Work to complete
Gather from the listing below each line that includes the word "every", and copy it.

Material to process
++++++++++++++++++++
use axum::{
    extract::{Query, State},
    http::StatusCode,
    response::{IntoResponse, Response},
    Json,
};
use chrono::{NaiveDate, Utc};
use serde::{Deserialize, Serialize};
use thiserror::Error;

use crate::admin::AdminState;
use crate::statistics::{DailyReport, StatsError, SummaryReport};
use crate::tracking::{MetricsReport, MetricsSnapshot};

const DEFAULT_SUMMARY_DAYS: u32 = 7;

#[derive(Debug, Error)]
pub enum AdminError {
    #[error(transparent)]
    Stats(#[from] StatsError),

    #[error("background task failed: {0}")]
    Join(#[from] tokio::task::JoinError),
}

#[derive(Serialize)]
struct ErrorBody {
    error: String,
}

impl IntoResponse for AdminError {
    fn into_response(self) -> Response {
        tracing::error!(error = %self, "Stats request failed");
        let body = ErrorBody {
            error: self.to_string(),
        };
        (StatusCode::INTERNAL_SERVER_ERROR, Json(body)).into_response()
    }
}

#[derive(Debug, Deserialize)]
pub struct DailyQuery {
    pub date: Option<NaiveDate>,
}

#[derive(Debug, Deserialize)]
pub struct DaysQuery {
    pub days: Option<u32>,
}

#[derive(Debug, Serialize, Deserialize)]
#[serde(rename_all = "camelCase")]
pub struct CleanResult {
    pub removed: usize,
    pub days_to_keep: u32,
}

pub async fn get_metrics(State(state): State<AdminState>) -> Json<MetricsSnapshot> {
    Json(state.tracker.get_metrics())
}

pub async fn post_report(State(state): State<AdminState>) -> Result<Json<MetricsReport>, AdminError> {
    let tracker = state.tracker.clone();
    let report = tokio::task::spawn_blocking(move || tracker.generate_report()).await?;
    Ok(Json(report))
}

pub async fn get_daily(
    State(state): State<AdminState>,
    Query(query): Query<DailyQuery>,
) -> Result<Json<DailyReport>, AdminError> {
    let date = query.date.unwrap_or_else(|| Utc::now().date_naive());
    let statistics = state.statistics.clone();
    let report = tokio::task::spawn_blocking(move || statistics.generate_daily_report(date)).await??;
    Ok(Json(report))
}

pub async fn get_summary(
    State(state): State<AdminState>,
    Query(query): Query<DaysQuery>,
) -> Result<Json<SummaryReport>, AdminError> {
    let days = query.days.unwrap_or(DEFAULT_SUMMARY_DAYS);
    let statistics = state.statistics.clone();
    let report = tokio::task::spawn_blocking(move || statistics.generate_summary_report(days)).await??;
    Ok(Json(report))
}

pub async fn post_clean(
    State(state): State<AdminState>,
    Query(query): Query<DaysQuery>,
) -> Result<Json<CleanResult>, AdminError> {
    let days_to_keep = query.days.unwrap_or(state.default_retention_days);
    let statistics = state.statistics.clone();
    let removed = tokio::task::spawn_blocking(move || statistics.clean_old_logs(days_to_keep)).await??;
    Ok(Json(CleanResult { removed, days_to_keep }))
}

#[cfg(test)]
mod tests {
    use std::sync::Arc;

    use axum::body::Body;
    use axum::http::Request;
    use axum::Router;
    use tower::ServiceExt;

    use crate::admin::{router, AdminState};
    use crate::observability::LogSink;
    use crate::statistics::StatisticsManager;
    use crate::tracking::MetricsTracker;

    fn app(api_key: Option<&str>) -> (std::path::PathBuf, Router) {
        let dir = std::env::temp_dir().join(format!("auto-router-admin-{}", uuid::Uuid::new_v4()));
        std::fs::create_dir_all(&dir).unwrap();
        let sink = Arc::new(LogSink::new(dir.join("metrics.log")));
        let state = AdminState::new(
            Arc::new(MetricsTracker::new(Arc::clone(&sink))),
            StatisticsManager::new(sink),
            30,
            api_key.map(str::to_string),
        );
        (dir, router("/__autorouter", state))
    }

    async fn json(app: &Router, method: &str, uri: &str) -> (u16, serde_json::Value) {
        let response = app
            .clone()
            .oneshot(Request::builder().method(method).uri(uri).body(Body::empty()).unwrap())
            .await
            .unwrap();
        let status = response.status().as_u16();
        let bytes = axum::body::to_bytes(response.into_body(), usize::MAX).await.unwrap();
        let value = serde_json::from_slice(&bytes).unwrap_or(serde_json::Value::Null);
        (status, value)
    }

    #[tokio::test]
    async fn test_endpoints_on_empty_log() {
        let (dir, app) = app(None);

        let (status, body) = json(&app, "GET", "/__autorouter/metrics").await;
        assert_eq!(status, 200);
        assert_eq!(body["summary"]["totalRequests"], 0);

        let (status, body) = json(&app, "GET", "/__autorouter/daily?date=2026-10-18").await;
        assert_eq!(status, 200);
        assert_eq!(body["date"], "2026-10-18");
        assert_eq!(body["totalRequests"], 0);

        let (status, body) = json(&app, "GET", "/__autorouter/summary?days=3").await;
        assert_eq!(status, 200);
        assert_eq!(body["period"], "3 days");
        assert!(body["mostActiveDay"].is_null());

        let (status, body) = json(&app, "POST", "/__autorouter/report").await;
        assert_eq!(status, 200);
        assert!(body["topRoutes"].as_array().unwrap().is_empty());

        // The report line is the only entry and is recent.
        let (status, body) = json(&app, "POST", "/__autorouter/clean").await;
        assert_eq!(status, 200);
        assert_eq!(body["removed"], 0);
        assert_eq!(body["daysToKeep"], 30);

        std::fs::remove_dir_all(dir).ok();
    }

    #[tokio::test]
    async fn test_bad_date_is_rejected() {
        let (dir, app) = app(None);
        let (status, _) = json(&app, "GET", "/__autorouter/daily?date=yesterday").await;
        assert_eq!(status, 400);
        std::fs::remove_dir_all(dir).ok();
    }

    #[tokio::test]
    async fn test_api_key_required_when_configured() {
        let (dir, app) = app(Some("secret"));

        let (status, _) = json(&app, "GET", "/__autorouter/metrics").await;
        assert_eq!(status, 401);

        let response = app
            .clone()
            .oneshot(
                Request::builder()
                    .uri("/__autorouter/metrics")
                    .header("authorization", "Bearer secret")
                    .body(Body::empty())
                    .unwrap(),
            )
            .await
            .unwrap();
        assert_eq!(response.status().as_u16(), 200);

        std::fs::remove_dir_all(dir).ok();
    }
}
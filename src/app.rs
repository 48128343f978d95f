//! Composition root.
//!
//! # Responsibilities
//! - Validate configuration and prepare log locations
//! - Run route discovery and mount the result on one router
//! - Wrap that router with request tracking
//! - Expose tracker and statistics operations to the host application
//!
//! # Design Decisions
//! - Tracking is applied with `Router::layer` after discovery, so every
//!   discovered route is tracked and later merges are not
//! - Discovery failures are reported, never fatal; modules that loaded keep
//!   serving
//! - With metrics disabled no tracker or statistics manager exists and the
//!   metrics accessors return `None`

use std::io;
use std::path::{Path, PathBuf};
use std::sync::Arc;

use axum::{middleware, Router};
use chrono::NaiveDate;
use thiserror::Error;

use crate::admin::{self, AdminState};
use crate::config::validation::validate_config;
use crate::config::{AutoRouterConfig, ConfigError};
use crate::discovery::{LoadResult, ManifestLoader, ModuleLoader, RouteDiscovery};
use crate::observability::{LogSink, TrailLevel};
use crate::statistics::{DailyReport, StatisticsManager, StatsError, SummaryReport};
use crate::tracking::{track, MetricsReport, MetricsSnapshot, MetricsTracker};

/// Fatal initialization errors.
#[derive(Debug, Error)]
pub enum InitError {
    #[error(transparent)]
    Config(#[from] ConfigError),

    #[error("cannot prepare log location {path}: {source}")]
    LogPath {
        path: PathBuf,
        #[source]
        source: io::Error,
    },
}

/// A discovered, tracked router plus its metrics and statistics handles.
pub struct AutoRouter {
    config: AutoRouterConfig,
    router: Router,
    load_result: LoadResult,
    tracker: Option<Arc<MetricsTracker>>,
    statistics: Option<StatisticsManager>,
}

impl AutoRouter {
    /// Initialize with declarative `*.route.toml` modules.
    pub fn initialize(config: AutoRouterConfig) -> Result<Self, InitError> {
        Self::initialize_with(config, ManifestLoader)
    }

    /// Initialize with a custom module loader.
    pub fn initialize_with(
        config: AutoRouterConfig,
        loader: impl ModuleLoader + 'static,
    ) -> Result<Self, InitError> {
        validate_config(&config).map_err(ConfigError::Validation)?;

        let trail = Arc::new(LogSink::new(&config.operational_log_path));
        prepare(&trail)?;

        let metrics_sink = if config.enable_metrics {
            let sink = Arc::new(LogSink::new(&config.metrics_log_path));
            prepare(&sink)?;
            Some(sink)
        } else {
            None
        };

        trail.write_log(TrailLevel::Info, "Initializing auto router", None);
        tracing::info!(
            modules_path = %config.modules_path,
            metrics = config.enable_metrics,
            "Initializing auto router"
        );

        let modules_root = Path::new(&config.modules_path);
        let mut router = Router::new();
        let load_result = RouteDiscovery::new(loader)
            .with_trail(Arc::clone(&trail))
            .load_routes(modules_root, &mut router);

        let (tracker, statistics) = match metrics_sink {
            Some(sink) => {
                let tracker = Arc::new(MetricsTracker::new(Arc::clone(&sink)));
                router = router.layer(middleware::from_fn_with_state(Arc::clone(&tracker), track));
                let statistics = StatisticsManager::new(sink).with_trail(Arc::clone(&trail));
                (Some(tracker), Some(statistics))
            }
            None => (None, None),
        };

        report_outcome(&load_result, modules_root, &trail);

        if config.retention.clean_on_startup {
            if let Some(statistics) = &statistics {
                if let Err(e) = statistics.clean_old_logs(config.retention.days_to_keep) {
                    tracing::warn!(error = %e, "Startup log cleanup failed");
                }
            }
        }

        if let Some(tracker) = &tracker {
            tracker.log_summary();
        }

        Ok(Self {
            config,
            router,
            load_result,
            tracker,
            statistics,
        })
    }

    /// The tracked router holding every discovered route.
    pub fn router(&self) -> Router {
        self.router.clone()
    }

    pub fn into_router(self) -> Router {
        self.router
    }

    /// Stats endpoints nested under the configured prefix. `None` when the
    /// endpoints or metrics are disabled.
    pub fn admin_router(&self) -> Option<Router> {
        if !self.config.admin.enabled {
            return None;
        }
        let tracker = self.tracker.as_ref()?;
        let statistics = self.statistics.as_ref()?;

        let state = AdminState::new(
            Arc::clone(tracker),
            statistics.clone(),
            self.config.retention.days_to_keep,
            self.config.admin.api_key.clone(),
        );
        Some(admin::router(&self.config.admin.path_prefix, state))
    }

    pub fn config(&self) -> &AutoRouterConfig {
        &self.config
    }

    pub fn load_result(&self) -> &LoadResult {
        &self.load_result
    }

    pub fn tracker(&self) -> Option<&Arc<MetricsTracker>> {
        self.tracker.as_ref()
    }

    pub fn statistics(&self) -> Option<&StatisticsManager> {
        self.statistics.as_ref()
    }

    pub fn get_metrics(&self) -> Option<MetricsSnapshot> {
        self.tracker.as_ref().map(|t| t.get_metrics())
    }

    /// Build a report and append it to the event log.
    pub fn generate_report(&self) -> Option<MetricsReport> {
        self.tracker.as_ref().map(|t| t.generate_report())
    }

    pub fn get_daily_report(&self, date: NaiveDate) -> Option<Result<DailyReport, StatsError>> {
        self.statistics
            .as_ref()
            .map(|s| s.generate_daily_report(date))
    }

    pub fn get_summary_report(&self, days: u32) -> Option<Result<SummaryReport, StatsError>> {
        self.statistics
            .as_ref()
            .map(|s| s.generate_summary_report(days))
    }

    pub fn clean_old_logs(&self, days_to_keep: u32) -> Option<Result<usize, StatsError>> {
        self.statistics
            .as_ref()
            .map(|s| s.clean_old_logs(days_to_keep))
    }
}

fn prepare(sink: &LogSink) -> Result<(), InitError> {
    sink.ensure_parent_dir().map_err(|source| InitError::LogPath {
        path: sink.path().to_path_buf(),
        source,
    })
}

fn report_outcome(result: &LoadResult, root: &Path, trail: &LogSink) {
    for warning in &result.warnings {
        tracing::warn!(path = %warning.display(), "Route module exports no router");
    }

    if result.has_errors {
        tracing::error!(
            failures = result.failures.len(),
            loaded = result.loaded_routes.len(),
            "Auto router initialization failed"
        );
        for failure in &result.failures {
            tracing::error!(
                path = %failure.path.display(),
                kind = failure.kind.as_str(),
                reason = %failure.reason,
                "Route module failed"
            );
        }
        let details = result
            .failures
            .iter()
            .map(|f| format!("{} ({}): {}", f.path.display(), f.kind.as_str(), f.reason))
            .collect::<Vec<_>>()
            .join("\n");
        trail.write_log(TrailLevel::Error, "Auto router initialization failed", Some(&details));
        return;
    }

    tracing::info!(
        loaded = result.loaded_routes.len(),
        modules = ?result.relative_uris(root),
        "Auto router initialized"
    );
    trail.write_log(
        TrailLevel::Success,
        &format!("Auto router initialized with {} route modules", result.loaded_routes.len()),
        Some(&result.loaded_routes.join(", ")),
    );
}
++++++++++++++++++++
Response below
//! - Tracking is applied with `Router::layer` after discovery, so every
    /// The tracked router holding every discovered route.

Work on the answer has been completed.